(Data begins)

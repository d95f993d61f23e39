// SPDX-License-Identifier: Apache-2.0
// Copyright 2024-2026 Ember Systems Inc.

//! Boot environment
//!
//! Every firmware service the decision core touches is reached through a
//! trait defined here (or next to its consumer: [`crate::verify::Verifier`],
//! [`crate::ux::Ux`], [`crate::fastboot::FastbootTransport`]). The
//! outermost EFI binary implements them over UEFI boot services and
//! constructs one [`BootEnv`] at entry; tests implement them in memory.
//!
//! The environment is threaded by mutable reference through the whole
//! pipeline. There is no global state: the UEFI application model is
//! single-threaded and the bootloader assumes exclusive access to the
//! variable store and the disk for its entire execution.

use alloc::vec::Vec;
use core::fmt;

use ember_common::log::{LogBuffer, LogLevel};
use ember_common::{Millis, Result, WallTime};

use crate::fastboot::FastbootTransport;
use crate::slot::SlotManager;
use crate::trust::TrustState;
use crate::ux::Ux;
use crate::verify::Verifier;

// ============================================================================
// Platform Facts
// ============================================================================

/// What woke the platform for this boot
#[derive(Debug, Clone, Copy, PartialEq, Eq)]
pub enum WakeSource {
    /// Unknown or ordinary wake (power button, reboot)
    Unknown,
    /// Battery was physically inserted
    BatteryInserted,
    /// USB charger plugged in
    UsbChargerInserted,
    /// AC/DC charger plugged in
    AcChargerInserted,
}

/// What reset the platform before this boot
#[derive(Debug, Clone, Copy, PartialEq, Eq)]
pub enum ResetSource {
    /// Ordinary boot or OS-initiated reboot
    NotApplicable,
    /// Kernel watchdog fired
    KernelWatchdog,
    /// Security watchdog fired
    SecurityWatchdog,
    /// PMIC watchdog fired
    PmicWatchdog,
    /// Embedded-controller watchdog fired
    EcWatchdog,
}

impl ResetSource {
    /// Whether this reset source counts toward the crash-loop detector
    #[must_use]
    pub const fn is_watchdog(self) -> bool {
        matches!(
            self,
            Self::KernelWatchdog | Self::SecurityWatchdog | Self::PmicWatchdog | Self::EcWatchdog
        )
    }
}

/// Reboot reason recorded by the previous OS instance
#[derive(Debug, Clone, Copy, PartialEq, Eq)]
pub enum RebootReason {
    /// User-requested shutdown
    Shutdown,
    /// Kernel panic
    KernelPanic,
    /// Software watchdog expiry
    Watchdog,
    /// Anything else
    Other,
}

/// Reset type requested from the firmware
#[derive(Debug, Clone, Copy, PartialEq, Eq)]
pub enum ResetType {
    /// Full power cycle
    Cold,
    /// Warm reset preserving RAM
    Warm,
    /// Power off
    Shutdown,
}

/// Build variant of this bootloader image
#[derive(Debug, Clone, Copy, PartialEq, Eq)]
pub enum BuildVariant {
    /// Shipping build: strict trust policy
    Production,
    /// Engineering build: self-tests available, red-state backdoors logged
    Engineering,
}

/// Keys the selector cares about
#[derive(Debug, Clone, Copy, PartialEq, Eq)]
pub enum Key {
    /// Down arrow / volume-down: the magic key
    ArrowDown,
    /// Up arrow / volume-up
    ArrowUp,
    /// Enter / power
    Enter,
    /// Escape
    Escape,
}

// ============================================================================
// Firmware Service Traits
// ============================================================================

/// GUID scope for firmware variables
///
/// The binary maps each scope to the vendor GUID the variable lives
/// under; the core only distinguishes the loader protocol namespace from
/// the device-state namespace.
#[derive(Debug, Clone, Copy, PartialEq, Eq)]
pub enum VarScope {
    /// Boot-loader protocol variables (`LoaderEntryOneShot`, timeouts)
    Loader,
    /// Device state (`BootState`, `OemLock`, policy bits)
    Device,
}

/// Firmware variable store
pub trait VarStore {
    /// Read a variable's raw value
    ///
    /// Missing variables are `Error::VariableNotFound`; the selector
    /// treats them as "use the default", never as a failure.
    fn get_var(&self, scope: VarScope, name: &str) -> Result<Vec<u8>>;

    /// Write a variable, creating it if needed
    fn set_var(&mut self, scope: VarScope, name: &str, value: &[u8]) -> Result<()>;

    /// Delete a variable; deleting a missing variable is not an error
    fn delete_var(&mut self, scope: VarScope, name: &str) -> Result<()>;
}

/// GPT partition access by logical label
///
/// Labels are un-suffixed (`boot`, `misc`, `system`); slot routing is the
/// caller's job.
pub trait BlockStore {
    /// Read a whole partition
    fn read_partition(&mut self, label: &str) -> Result<Vec<u8>>;

    /// Read a byte range of a partition
    fn read_range(&mut self, label: &str, offset: u64, len: usize) -> Result<Vec<u8>>;

    /// Write a byte range of a partition
    fn write_range(&mut self, label: &str, offset: u64, data: &[u8]) -> Result<()>;

    /// The partition's GPT unique GUID, mixed-endian on-disk layout
    fn partition_uuid(&self, label: &str) -> Result<[u8; 16]>;
}

/// EFI System Partition file access
pub trait EspVolume {
    /// Whether a file exists (path uses `\` separators, rooted at the ESP)
    fn file_exists(&self, path: &str) -> bool;

    /// Read a file's contents
    fn read_file(&mut self, path: &str) -> Result<Vec<u8>>;

    /// Delete a file
    fn delete_file(&mut self, path: &str) -> Result<()>;
}

/// Console key input
pub trait KeyInput {
    /// Non-blocking read of a pending keystroke
    fn read_key(&mut self) -> Option<Key>;

    /// Whether the key is currently held down
    fn key_held(&mut self, key: Key) -> bool;
}

/// Platform power, reset and clock facts
pub trait Platform {
    /// Wake source for this boot
    fn wake_source(&self) -> WakeSource;

    /// Reset source for this boot
    fn reset_source(&self) -> ResetSource;

    /// Reboot reason left by the previous OS instance, if any
    fn reboot_reason(&self) -> Option<RebootReason>;

    /// Clear the recorded reboot reason
    fn clear_reboot_reason(&mut self);

    /// Whether the battery is below the boot-OS threshold
    fn battery_below_boot_threshold(&self) -> bool;

    /// Whether a charger is currently attached
    fn charger_plugged(&self) -> bool;

    /// Current RTC time
    fn now(&self) -> WallTime;

    /// Milliseconds since bootloader entry
    fn uptime_ms(&self) -> u64;

    /// Busy-wait for the given duration
    fn stall(&mut self, duration: Millis);
}

/// Image and binary startup services
///
/// `start_kernel` and the chainload entries only return on failure; in the
/// real firmware a successful start never comes back. Tests exploit the
/// `Ok` return to observe the handoff.
pub trait Chainloader {
    /// Start an EFI binary already resident in memory
    fn start_efi_image(&mut self, image: &[u8]) -> Result<()>;

    /// Hand off to the verified kernel image
    fn start_kernel(
        &mut self,
        image: &[u8],
        cmdline: &str,
        target: crate::target::BootTarget,
        state: TrustState,
    ) -> Result<()>;
}

/// Trusted-OS startup
pub trait TrustedOs {
    /// Derive root-of-trust data and start the trusted OS
    fn start(&mut self, rot: &RotData) -> Result<()>;
}

/// Root-of-trust data handed to the trusted OS before kernel start
#[derive(Debug, Clone, Copy)]
pub struct RotData {
    /// Final trust color for this boot
    pub state: TrustState,
    /// Whether the device is unlocked
    pub unlocked: bool,
    /// SHA-256 of the verifier certificate's public key, all zero when
    /// the image verified against the OEM key
    pub key_digest: [u8; 32],
}

/// Firmware capsule update
pub trait CapsuleOps {
    /// Push a capsule to the firmware; returns the reset type the
    /// firmware requires to apply it
    fn apply_capsule(&mut self, data: &[u8]) -> Result<ResetType>;
}

// ============================================================================
// Boot Configuration
// ============================================================================

/// Build- and board-level capability flags
///
/// Each flag mirrors a compile-time option of the firmware image; the
/// pipeline always takes the same shape and no-ops disabled stages.
#[derive(Debug, Clone, Copy)]
pub struct BootConfig {
    /// Build variant of this image
    pub build: BuildVariant,
    /// A/B slot management enabled
    pub use_slots: bool,
    /// Recovery lives inside the boot partition (no dedicated partition)
    pub recovery_in_boot_partition: bool,
    /// Trusted OS is started before kernel handoff
    pub trusted_os: bool,
    /// Platform (UEFI) secure boot is enabled
    pub secure_boot_enabled: bool,
    /// Device is still in factory provisioning
    pub provisioning: bool,
    /// Worst trust state allowed to proceed past the error UX without a
    /// forced power off
    pub min_boot_state: TrustState,
}

impl Default for BootConfig {
    fn default() -> Self {
        Self {
            build: BuildVariant::Production,
            use_slots: true,
            recovery_in_boot_partition: false,
            trusted_os: false,
            secure_boot_enabled: true,
            provisioning: false,
            min_boot_state: TrustState::Red,
        }
    }
}

// ============================================================================
// Boot Environment
// ============================================================================

/// Everything the decision core needs, constructed once at entry
pub struct BootEnv<'a> {
    /// Firmware variable store
    pub vars: &'a mut dyn VarStore,
    /// GPT partition access
    pub disk: &'a mut dyn BlockStore,
    /// ESP file access
    pub esp: &'a mut dyn EspVolume,
    /// Console key input
    pub keys: &'a mut dyn KeyInput,
    /// Power/reset/clock facts
    pub platform: &'a mut dyn Platform,
    /// Error and menu UX
    pub ux: &'a mut dyn Ux,
    /// External verified-boot library
    pub verifier: &'a mut dyn Verifier,
    /// Image startup services
    pub chain: &'a mut dyn Chainloader,
    /// Capsule update service
    pub capsules: &'a mut dyn CapsuleOps,
    /// Fastboot protocol service
    pub fastboot: &'a mut dyn FastbootTransport,
    /// Trusted-OS startup, present when [`BootConfig::trusted_os`]
    pub trusted_os: Option<&'a mut dyn TrustedOs>,
    /// Capability flags
    pub config: BootConfig,
    /// Arguments passed to the loaded image by the firmware
    pub args: &'a [&'a str],
    /// Slot controller state (loaded by `flow` from `misc`)
    pub slots: SlotManager,
    /// Boot log, drained by the binary after the core returns
    pub log: LogBuffer,
}

impl BootEnv<'_> {
    /// Record an informational log entry
    pub fn info(&mut self, module: &'static str, args: fmt::Arguments<'_>) {
        let ts = self.platform.uptime_ms();
        self.log.log(LogLevel::Info, ts, module, args);
    }

    /// Record a warning log entry
    pub fn warn(&mut self, module: &'static str, args: fmt::Arguments<'_>) {
        let ts = self.platform.uptime_ms();
        self.log.log(LogLevel::Warn, ts, module, args);
    }

    /// Record an error log entry
    pub fn error(&mut self, module: &'static str, args: fmt::Arguments<'_>) {
        let ts = self.platform.uptime_ms();
        self.log.log(LogLevel::Error, ts, module, args);
    }
}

(Data ends)

■ **Description of the task**
Print only the lines from the top of the data above down to the line holding "reached through a", inclusive.

■ **Written response**
repository d95f993d61f23e39
// SPDX-License-Identifier: Apache-2.0
// Copyright 2024-2026 Ember Systems Inc.

//! Boot environment
//!
//! Every firmware service the decision core touches is reached through a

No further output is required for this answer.